Cecil Beaton (1904 - 1980)

Cecil Beaton was born the first of four children to a wealthy timber merchant. He was schooled at St Cyprian’s, Eastbourne, where George Orwell and Cyril Connolly were contemporary pupils, before attending St John’s College, Cambridge. Beaton’s days at university were dominated by theatrical pursuits – stage and costume design as well as acting – and he left Cambridge in 1925 without receiving a degree. By 1927 he signed his first contract with Vogue magazine, shooting debutants and becoming influenced by the American photographer there, Helen MacGregor.
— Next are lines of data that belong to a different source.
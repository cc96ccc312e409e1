//! Scene logic compiler entry point.
//!
//! Compiles scene documents (JSON) into per-object Lua fragments and runs them
//! in a simulated host:
//!
//! - `compile` – write the rendered manifest (or the IR) as JSON
//! - `simulate` – run frames in the reference host, or in the Lua host with
//!   `--lua`, printing watched properties and host calls
//! - `init-config` – write a configuration file with default settings
//!
//! # Running
//!
//! ```sh
//! cargo run -- compile demos/door.json -o door.logic.json
//! cargo run -- simulate demos/door.json --frames 120 --watch door:alpha
//! ```

use std::path::{Path, PathBuf};

use clap::{Parser, Subcommand};
use log::{error, info, warn};

use scenelogic::config::CompilerConfig;
use scenelogic::driver::{CompiledScene, compile};
use scenelogic::emit::LuaRenderer;
use scenelogic::host::SceneHost;
use scenelogic::scene::Scene;

/// Scene logic compiler
#[derive(Parser)]
#[command(version, about = "Compiles interactive scene logic into per-frame host fragments.")]
struct Cli {
    /// Configuration file (default: ./scenelogic.ini).
    #[arg(short, long, value_name = "PATH", global = true)]
    config: Option<PathBuf>,

    /// Override the host tick rate from the configuration.
    #[arg(long, value_name = "HZ", global = true)]
    tick_rate: Option<f64>,

    #[command(subcommand)]
    command: Command,
}

#[derive(Subcommand)]
enum Command {
    /// Compile a scene and write the rendered manifest.
    Compile {
        scene: PathBuf,
        /// Output file; stdout when absent.
        #[arg(short, long, value_name = "PATH")]
        output: Option<PathBuf>,
        /// Write the logic IR instead of rendered Lua.
        #[arg(long)]
        ir: bool,
    },
    /// Compile a scene and run it for a number of frames.
    Simulate {
        scene: PathBuf,
        #[arg(short, long, default_value_t = 60)]
        frames: u64,
        /// Property to print every frame, as `object:key`. Repeatable.
        #[arg(short, long, value_name = "OBJECT:KEY")]
        watch: Vec<String>,
        /// Object the user clicks on the first frame.
        #[arg(long, value_name = "OBJECT")]
        click: Option<String>,
        /// Run the rendered Lua text instead of the IR.
        #[arg(long)]
        lua: bool,
    },
    /// Write a configuration file with default settings.
    InitConfig,
}

fn load_config(cli: &Cli) -> CompilerConfig {
    let mut config = match &cli.config {
        Some(path) => CompilerConfig::with_path(path),
        None => CompilerConfig::new(),
    };
    if let Err(e) = config.load_from_file() {
        // defaults are fine without a file
        if cli.config.is_some() {
            warn!("{}", e);
        }
    }
    if let Some(rate) = cli.tick_rate {
        config.tick_rate = rate;
    }
    config
}

fn load_scene(path: &Path) -> Result<Scene, String> {
    let text = std::fs::read_to_string(path)
        .map_err(|e| format!("Failed to read {}: {e}", path.display()))?;
    Scene::from_json(&text)
}

fn write_output(path: Option<&Path>, content: &str) -> Result<(), String> {
    match path {
        Some(path) => {
            std::fs::write(path, content)
                .map_err(|e| format!("Failed to write {}: {e}", path.display()))?;
            info!("Wrote {}", path.display());
            Ok(())
        }
        None => {
            println!("{content}");
            Ok(())
        }
    }
}

fn parse_watch(watch: &str) -> Result<(String, String), String> {
    watch.split_once(':')
        .map(|(object, key)| (object.to_string(), key.to_string()))
        .ok_or_else(|| format!("Invalid watch '{watch}', expected OBJECT:KEY"))
}

fn compile_scene(path: &Path, config: &CompilerConfig) -> Result<(Scene, CompiledScene), String> {
    let scene = load_scene(path)?;
    let compiled = compile(&scene, config).map_err(|e| e.to_string())?;
    Ok((scene, compiled))
}

fn run_compile(
    config: &CompilerConfig,
    scene: &Path,
    output: Option<&Path>,
    ir: bool,
) -> Result<(), String> {
    let (_, compiled) = compile_scene(scene, config)?;
    let content = if ir {
        serde_json::to_string_pretty(&compiled)
            .map_err(|e| format!("Failed to serialize IR: {e}"))?
    } else {
        compiled.to_json(&LuaRenderer::new(config.indent_width, config.offset))?
    };
    write_output(output, &content)
}

fn print_frame(frame: u64, values: &[f64]) {
    let values: Vec<String> = values.iter().map(|v| format!("{v:.6}")).collect();
    println!("{frame:>6} {}", values.join(" "));
}

fn run_simulate(
    config: &CompilerConfig,
    scene: &Path,
    frames: u64,
    watch: &[String],
    click: Option<&str>,
    lua: bool,
) -> Result<(), String> {
    let (scene, compiled) = compile_scene(scene, config)?;
    let watch = watch
        .iter()
        .map(|w| parse_watch(w))
        .collect::<Result<Vec<_>, _>>()?;
    if !watch.is_empty() {
        let names: Vec<String> = watch.iter().map(|(o, k)| format!("{o}:{k}")).collect();
        println!("{:>6} {}", "frame", names.join(" "));
    }

    if lua {
        return simulate_lua(config, &scene, &compiled, frames, &watch, click);
    }

    let mut host = SceneHost::new(&scene, &compiled);
    if let Some(id) = click {
        if !host.click(id) {
            return Err(format!("Unknown object '{id}'"));
        }
    }
    for _ in 0..frames {
        host.run_frame();
        let values: Vec<f64> = watch.iter().map(|(o, k)| host.get(o, k)).collect();
        if !values.is_empty() {
            print_frame(host.frame(), &values);
        }
    }
    for command in host.commands() {
        println!("frame {}: {} {:?}", command.frame, command.object, command.call);
    }
    Ok(())
}

#[cfg(feature = "lua")]
fn simulate_lua(
    config: &CompilerConfig,
    scene: &Scene,
    compiled: &CompiledScene,
    frames: u64,
    watch: &[(String, String)],
    click: Option<&str>,
) -> Result<(), String> {
    use scenelogic::lua_host::LuaHost;

    let renderer = LuaRenderer::new(config.indent_width, config.offset);
    let mut host = LuaHost::new(scene, compiled, &renderer).map_err(|e| e.to_string())?;
    if let Some(id) = click {
        host.click(id).map_err(|e| e.to_string())?;
    }
    for _ in 0..frames {
        host.run_frame().map_err(|e| e.to_string())?;
        let values = watch
            .iter()
            .map(|(o, k)| host.get(o, k))
            .collect::<Result<Vec<_>, _>>()
            .map_err(|e| e.to_string())?;
        if !values.is_empty() {
            print_frame(host.frame(), &values);
        }
    }
    for command in host.drain_commands() {
        println!("frame {}: {} {:?}", command.frame, command.object, command.call);
    }
    Ok(())
}

#[cfg(not(feature = "lua"))]
fn simulate_lua(
    _config: &CompilerConfig,
    _scene: &Scene,
    _compiled: &CompiledScene,
    _frames: u64,
    _watch: &[(String, String)],
    _click: Option<&str>,
) -> Result<(), String> {
    Err("Built without the `lua` feature".to_string())
}

fn main() {
    env_logger::Builder::from_env(env_logger::Env::default().default_filter_or("info")).init();

    let cli = Cli::parse();
    let config = load_config(&cli);

    let result = match &cli.command {
        Command::Compile { scene, output, ir } => {
            run_compile(&config, scene, output.as_deref(), *ir)
        }
        Command::Simulate {
            scene,
            frames,
            watch,
            click,
            lua,
        } => run_simulate(&config, scene, *frames, watch, click.as_deref(), *lua),
        Command::InitConfig => config.save_to_file().map(|_| {
            println!("Config written to {}", config.config_path.display());
        }),
    };

    if let Err(e) = result {
        error!("{e}");
        eprintln!("Error: {e}");
        std::process::exit(1);
    }
}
Just the following year he first travelled to New York, then Hollywood establishing a network of illustrious friends and collaborators that would expand to include Gary Cooper, Greta Garbo and Marlene Dietrich over the next few years.

 

The period leading up to the war brought further success with Royal commissions (beginning with the Duke and Duchess of Kent) clashing with controversy surrounding Wallis Simpson who he photographed on several occasions. Pablo Picasso, Augustus John, Gertrude Stein, Henry Moore, Stephen Spender, Coco Chanel, Salvador Dali, and Aldous Huxley are some of the eminent artistic figures he made portraits of during this period. The Second World War saw him travel extensively through India, China, the Middle East and North Africa on military service, while still finding time to continue with work designing for stage and screen and enjoying civilian life at ease in America.

 

When peace returned Beaton consolidated his position as the preeminent photographer of high society through extensive work with the British Royal Family and with newly emerging stars such as Marylin Munro and Audrey Hepburn. His career continued to expand into new territories, absorbing sixties culture and mirroring his early work in an act of personal refraction that underscored both the novelty of his latest work and the importance of his previous cultural contribution.